Much of what we eat and how we eat it is decided by politicians and on Wall Street, according to Marion Nestle.
Nestle, author and public health and sociology professor at New York University, discussed the corporate and political influences on American agriculture industry during a recent appearance at the University of Washington in Seattle, part of the school’s “Food: Eating your Environment” lecture series.
“You can’t understand anything about how people eat until you understand how the agricultural industry works,” Nestle said.
Summarizing the dramatic changes within the food industry in the last 20 years, Nestle said that after the end of government subsidies farmers received to not farm, food production increased and the industry became more competitive.
That drove food prices down, she said, which encouraged consumers to buy more food and go out to eat more frequently, usually being served or sold larger portions. Nestle thinks that is one of the biggest factors contributing to the national obesity problem.
“Larger portions have more calories,” Nestle said. “If there’s one thing I could teach, it would be that.”
Meanwhile, laws regarding the types of claims food companies can make about their products changed.
For example, Nestle pointed to federal laws that prohibited food companies from making health claims about food products until Congress relaxed those rules. Suits brought by the Food and Drug Administration against food companies making questionable claims were tossed out on First Amendment, free speech law grounds.
Nestle applauded the Federal Trade Commission for recently stepping in and trying to do what she said the FDA no longer will do. She cited the FTC’s recent move against the beverage maker POM Wonderful for exaggerated claims about the health benefits of pomegranate juice.
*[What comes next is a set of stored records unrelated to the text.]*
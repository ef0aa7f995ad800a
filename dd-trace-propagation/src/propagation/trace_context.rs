//! W3C trace context propagation over `traceparent` and `tracestate`.
//!
//! The `traceparent` header carries the binary-exact trace identity:
//!
//! `traceparent: 00-4bf92f3577b34da6a3ce929d0e0e4736-00f067aa0ba902b7-01`
//!
//! The `tracestate` header carries vendor-specific state as a list of
//! key-value members. This propagator owns the `dd=` member, a
//! semicolon-separated list of shortened keys (`s:` sampling priority,
//! `o:` origin, `p:` reparenting hint, `t.<suffix>:` trace-level tags);
//! every other vendor's member is preserved verbatim and re-emitted after
//! it.

use crate::carrier::{TextMapReader, TextMapWriter};
use crate::context::{
    priority, SamplingMechanism, SpanContext, PROPAGATING_TAG_PREFIX, TAG_DECISION_MAKER,
    TAG_TRACE_ID_UPPER,
};
use crate::dd_warn;
use crate::error::PropagationError;
use crate::propagation::{sanitize, Propagator, TRACE_CONTEXT};
use crate::trace_id::TraceId;

pub(crate) const TRACEPARENT_HEADER: &str = "traceparent";
pub(crate) const TRACESTATE_HEADER: &str = "tracestate";

/// A version 0 traceparent is exactly `00-` + 32 hex + `-` + 16 hex + `-` +
/// 2 hex.
const TRACEPARENT_V0_LEN: usize = 55;
/// Version `ff` is forbidden by the header grammar.
const INVALID_VERSION: u8 = 0xff;
/// A tracestate holds at most this many list members.
const MAX_TRACESTATE_MEMBERS: usize = 32;
/// Budget for the content of the `dd=` member, not counting the `dd=`
/// prefix itself.
const MAX_DD_CONTENT_LEN: usize = 256;

fn hex_u64(value: &str) -> Result<u64, PropagationError> {
    if !value.bytes().all(|b| b.is_ascii_hexdigit()) {
        return Err(PropagationError::Corrupted);
    }
    u64::from_str_radix(value, 16).map_err(|_| PropagationError::Corrupted)
}

fn hex_u8(value: &str) -> Result<u8, PropagationError> {
    if !value.bytes().all(|b| b.is_ascii_hexdigit()) {
        return Err(PropagationError::Corrupted);
    }
    u8::from_str_radix(value, 16).map_err(|_| PropagationError::Corrupted)
}

/// Parse a traceparent header into the context, returning the sampled bit.
///
/// An all-zero trace id or span id means the header is absent in spirit,
/// not malformed, and maps to `NotFound` rather than `Corrupted`.
fn parse_traceparent(ctx: &mut SpanContext, header: &str) -> Result<bool, PropagationError> {
    let header = header.trim_matches([' ', '\t', '-']);
    if header.len() < TRACEPARENT_V0_LEN {
        return Err(PropagationError::Corrupted);
    }
    let parts: Vec<&str> = header.splitn(5, '-').collect();
    if parts.len() < 4 {
        return Err(PropagationError::Corrupted);
    }

    if parts[0].len() != 2 {
        return Err(PropagationError::Corrupted);
    }
    let version = hex_u8(&parts[0].to_ascii_lowercase())?;
    if version == INVALID_VERSION {
        return Err(PropagationError::Corrupted);
    }
    if version == 0 && header.len() != TRACEPARENT_V0_LEN {
        return Err(PropagationError::Corrupted);
    }

    let trace_id_hex = parts[1].to_ascii_lowercase();
    if trace_id_hex.len() != 32 {
        return Err(PropagationError::Corrupted);
    }
    let mut trace_id = TraceId::default();
    trace_id.set_upper(hex_u64(&trace_id_hex[..16])?);
    trace_id.set_lower(hex_u64(&trace_id_hex[16..])?);
    if trace_id.is_empty() {
        return Err(PropagationError::NotFound);
    }
    ctx.set_trace_id(trace_id);

    let span_id_hex = parts[2].to_ascii_lowercase();
    if span_id_hex.len() != 16 {
        return Err(PropagationError::Corrupted);
    }
    let span_id = hex_u64(&span_id_hex)?;
    if span_id == 0 {
        return Err(PropagationError::NotFound);
    }
    ctx.set_span_id(span_id);

    if parts[3].len() != 2 {
        return Err(PropagationError::Corrupted);
    }
    let flags = hex_u8(&parts[3].to_ascii_lowercase())?;
    Ok(flags & 0x1 == 0x1)
}

/// Parse a tracestate header into the context and reconcile the `s:`
/// priority against the traceparent sampled bit.
fn parse_tracestate(ctx: &mut SpanContext, header: Option<&str>, sampled: bool) {
    let mut state_priority: Option<i32> = None;
    if let Some(header) = header.filter(|header| !header.is_empty()) {
        // the verbatim header survives on the context so a downstream
        // inject can re-emit the other vendors' members
        ctx.put_propagating_tag(TRACESTATE_HEADER, header);
        for member in header.split(',') {
            let member = member.trim_matches([' ', '\t']);
            let Some(dd) = member.strip_prefix("dd=") else {
                continue;
            };
            for pair in dd.split(';') {
                let Some((key, value)) = pair.split_once(':') else {
                    continue;
                };
                if key == "s" {
                    if let Ok(p) = value.parse::<i32>() {
                        state_priority = Some(p);
                    }
                } else if key == "o" {
                    ctx.set_origin(value.replace('~', "="));
                } else if key == "p" {
                    ctx.set_reparent_id(value);
                } else if let Some(suffix) = key.strip_prefix("t.") {
                    ctx.put_propagating_tag(
                        format!("{PROPAGATING_TAG_PREFIX}{suffix}"),
                        value.replace('~', "="),
                    );
                }
            }
        }
    }

    match state_priority {
        Some(p) if (sampled && p > 0) || (!sampled && p <= 0) => {
            ctx.init_sampling_priority(p, SamplingMechanism::Unknown);
        }
        Some(_) if sampled => {
            // the flag says keep but the upstream decision says drop: keep
            // wins and the decision maker resets to default
            ctx.init_sampling_priority(priority::AUTO_KEEP, SamplingMechanism::Unknown);
            ctx.put_propagating_tag(
                TAG_DECISION_MAKER,
                format!("-{}", SamplingMechanism::Default.value()),
            );
        }
        Some(_) => {
            // the flag says drop but the upstream decision says keep: the
            // decision maker no longer holds
            ctx.init_sampling_priority(priority::AUTO_REJECT, SamplingMechanism::Unknown);
            ctx.unset_propagating_tag(TAG_DECISION_MAKER);
        }
        None => {
            let p = if sampled {
                priority::AUTO_KEEP
            } else {
                priority::AUTO_REJECT
            };
            ctx.init_sampling_priority(p, SamplingMechanism::Unknown);
        }
    }

    // the traceparent upper half is authoritative; a conflicting t.tid is
    // dropped
    if let Some(tid) = ctx.propagating_tag(TAG_TRACE_ID_UPPER) {
        if !ctx.trace_id().has_upper() || tid != ctx.trace_id().upper_hex() {
            ctx.unset_propagating_tag(TAG_TRACE_ID_UPPER);
        }
    }
}

/// Compose a tracestate header: the `dd=` member first, then every
/// non-`dd=` member of `old_state` verbatim, up to the member cap.
pub(crate) fn compose_tracestate(ctx: &SpanContext, priority: i32, old_state: &str) -> String {
    let mut out = String::with_capacity(128);
    out.push_str("dd=s:");
    out.push_str(&priority.to_string());
    if let Some(origin) = ctx.origin().filter(|origin| !origin.is_empty()) {
        out.push_str(";o:");
        out.push_str(&sanitize::sanitize_origin(origin));
    }
    if let Some(reparent_id) = ctx.reparent_id() {
        out.push_str(";p:");
        out.push_str(reparent_id);
    }
    ctx.for_each_propagating_tag(|key, value| {
        let Some(suffix) = key.strip_prefix(PROPAGATING_TAG_PREFIX) else {
            return true;
        };
        if key == TAG_TRACE_ID_UPPER {
            // the upper trace id half travels in traceparent
            return true;
        }
        let key = sanitize::sanitize_key(suffix);
        let value = sanitize::sanitize_value(value);
        // the appended form is ";t." + key + ":" + value
        if out.len() - 3 + 4 + key.len() + value.len() > MAX_DD_CONTENT_LEN {
            dd_warn!(name: "TraceContextPropagator.Inject.TracestateBudgetExceeded", key = key.as_str());
            return false;
        }
        out.push_str(";t.");
        out.push_str(&key);
        out.push(':');
        out.push_str(&value);
        true
    });

    let mut members = 1;
    for member in old_state.split(',') {
        let member = member.trim_matches([' ', '\t']);
        if member.is_empty() || member.starts_with("dd=") {
            continue;
        }
        if members >= MAX_TRACESTATE_MEMBERS {
            break;
        }
        members += 1;
        out.push(',');
        out.push_str(member);
    }
    out
}

/// Propagates span contexts in the W3C trace context format.
#[derive(Clone, Debug, Default)]
pub struct TraceContextPropagator {
    _private: (),
}

impl TraceContextPropagator {
    /// Construct a new W3C trace context propagator.
    pub fn new() -> Self {
        TraceContextPropagator { _private: () }
    }
}

impl Propagator for TraceContextPropagator {
    fn name(&self) -> &'static str {
        TRACE_CONTEXT
    }

    fn inject(
        &self,
        ctx: &SpanContext,
        writer: &mut dyn TextMapWriter,
    ) -> Result<(), PropagationError> {
        if !ctx.is_valid() {
            return Err(PropagationError::InvalidSpanContext);
        }
        let priority = ctx.sampling_priority().unwrap_or(priority::AUTO_REJECT);
        let flags = if priority >= priority::AUTO_KEEP {
            "01"
        } else {
            "00"
        };
        writer.set(
            TRACEPARENT_HEADER,
            &format!(
                "00-{}-{:016x}-{}",
                ctx.trace_id().hex_encoded(),
                ctx.span_id(),
                flags
            ),
        );

        // recompose the dd= member only when the cached header can be
        // stale; otherwise re-emit the incoming tracestate untouched
        let old_state = ctx.propagating_tag(TRACESTATE_HEADER).unwrap_or_default();
        let state = if ctx.is_updated()
            || !ctx.is_remote()
            || !old_state.starts_with("dd=")
            || !ctx.has_propagating_tags()
        {
            compose_tracestate(ctx, priority, &old_state)
        } else {
            old_state
        };
        writer.set(TRACESTATE_HEADER, &state);
        Ok(())
    }

    fn extract(&self, reader: &dyn TextMapReader) -> Result<SpanContext, PropagationError> {
        let mut traceparent: Option<String> = None;
        let mut tracestate: Option<String> = None;
        reader.for_each(&mut |key, value| {
            match key.to_lowercase().as_str() {
                TRACEPARENT_HEADER => {
                    if traceparent.is_some() {
                        return Err(PropagationError::Corrupted);
                    }
                    traceparent = Some(value.to_string());
                }
                TRACESTATE_HEADER => {
                    // repeated headers combine into one list
                    tracestate = Some(match tracestate.take() {
                        Some(existing) => format!("{existing},{value}"),
                        None => value.to_string(),
                    });
                }
                _ => {}
            }
            Ok(())
        })?;
        let traceparent = traceparent.ok_or(PropagationError::NotFound)?;

        let mut ctx = SpanContext::remote();
        let sampled = parse_traceparent(&mut ctx, &traceparent)?;
        parse_tracestate(&mut ctx, tracestate.as_deref(), sampled);
        Ok(ctx)
    }
}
Nestle takes offense to what she called, “self-endorsements,” when companies make up their own nutritional guidelines and then advertise that their food products meet those guidelines.
Saying that food safety regulation needs to improve, Nestle endorsed Senate Bill 510, the FDA Food Safety Modernization Act, which would create a single agency to regulate the food industry. The bill has been blocked in the Senate and Nestle doesn’t have much hope it will pass in the upcoming session.
“We have the same food safety system as in 1906 when Upton Sinclair wrote ‘The Jungle,'” Nestle complained. “This is a place where we need advocacy.”
She sees growing signs of such advocacy, and evidence that a “food revolution” is taking place. In just the past year, Nestle noted, the number of farmers markets has increased by 16 percent and consumers are increasingly demanding organic foods.
The food industry needs to be more socially responsible, but consumers can force that by taking personal responsibility for what they eat.
“You need to vote with your fork,” Nestle told her audience.